The big prize that was awarded to Unreal4Ever should have catapulted the mod to the forefront of not just the UT community, but the Mod Community in General. It should have been the Counterstrike, or DoD or Urban Terror of Unreal Tournament. Instead, despite a 2 week spike in number of players, U4E remained fairly unpopular with only 3 dozen or so players and irregular support on the part of MaxSMoke. The mod wilted when it should have been flourishing. Instead of bridging the gap between UT and UT2k3, the mod basically vanished as the UT community shrunk from a few thousand to a few hundred people. In Summer 2000, the "Golden Age" of the UT Community, Planetunreal was raking in 25,000 hits a day. Today, it averages 3,000. Just think what would have happened if the mod awarded the big prize was able to bridge the gap? Then again, Tatical Ops didn't win the big prize, yet they put their game on the market via Infogrames.

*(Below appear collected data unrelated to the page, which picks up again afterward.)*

//! Startup settings: where the store lives.
//!
//! Read once from a JSON key-value file before anything touches the
//! store. A missing or malformed file is fatal; the process reports the
//! error and exits non-zero.

use crate::core::error::CardKeeperError;
use serde::Deserialize;
use std::fs;
use std::path::{Path, PathBuf};

pub const DEFAULT_SETTINGS_FILE: &str = "cardkeeper.json";

#[derive(Debug, Clone, Deserialize)]
pub struct Settings {
    /// Directory holding the store's database file.
    pub connection_string: String,
    /// Logical store name; the database file is `<name>.db`.
    pub database_name: String,
}

impl Settings {
    pub fn load(path: &Path) -> Result<Self, CardKeeperError> {
        let content = fs::read_to_string(path).map_err(|e| {
            CardKeeperError::ConfigError(format!("cannot read {}: {e}", path.display()))
        })?;
        let settings: Settings = serde_json::from_str(&content).map_err(|e| {
            CardKeeperError::ConfigError(format!("malformed {}: {e}", path.display()))
        })?;
        if settings.connection_string.trim().is_empty()
            || settings.database_name.trim().is_empty()
        {
            return Err(CardKeeperError::ConfigError(
                "connection_string and database_name must be set".to_string(),
            ));
        }
        Ok(settings)
    }

    pub fn database_path(&self) -> PathBuf {
        Path::new(&self.connection_string).join(format!("{}.db", self.database_name))
    }
}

Moral of the Story? The perfection of your mod or level and your ability to sell it will make you successful, not some silly cash prize from NVIDIA.
Cliff sold a generation of hard-working kids out on the idea that everyone would hire them if they just made cool looking levels and worked as hard as they could. Nothing could be closer from the truth, and it is obvious that he became the token spokesman for the teenage level designer working his butt off who makes it big, but in reality, simply wanted to both increase the mod community for his own game, as well as have a pool of talent that the top 1% might be worth using, if even that. MSUC did it before with it's "enter your mod, win big, get your name out (and we own anything you enter, btw)", and they're repeating it again this year, with some more cash and a video card maker on board.
It's not about talent. It's about elevating people to the community, creating spokesmen we can point at and say "they did it, you can to!", and romanticizing the reward for your work, a phantom carrot on a string, dangled in front of people. They work, you profit.
Depressing.
But, I suppose, U4E survives today. Its last update on the site was 5/06/03, and before that its last update was 3/31/03. The front page, instead of being filled with hype about the mod, is now basically bad mouthing Planetunreal. Maxsmoke says he has a UT2k3 version in the works, but doesnt have a screenshot to show for it. The last update of his mod - Unrea4Ever Fortress v1 came on 6/13/02... ALMOST ONE YEAR AGO.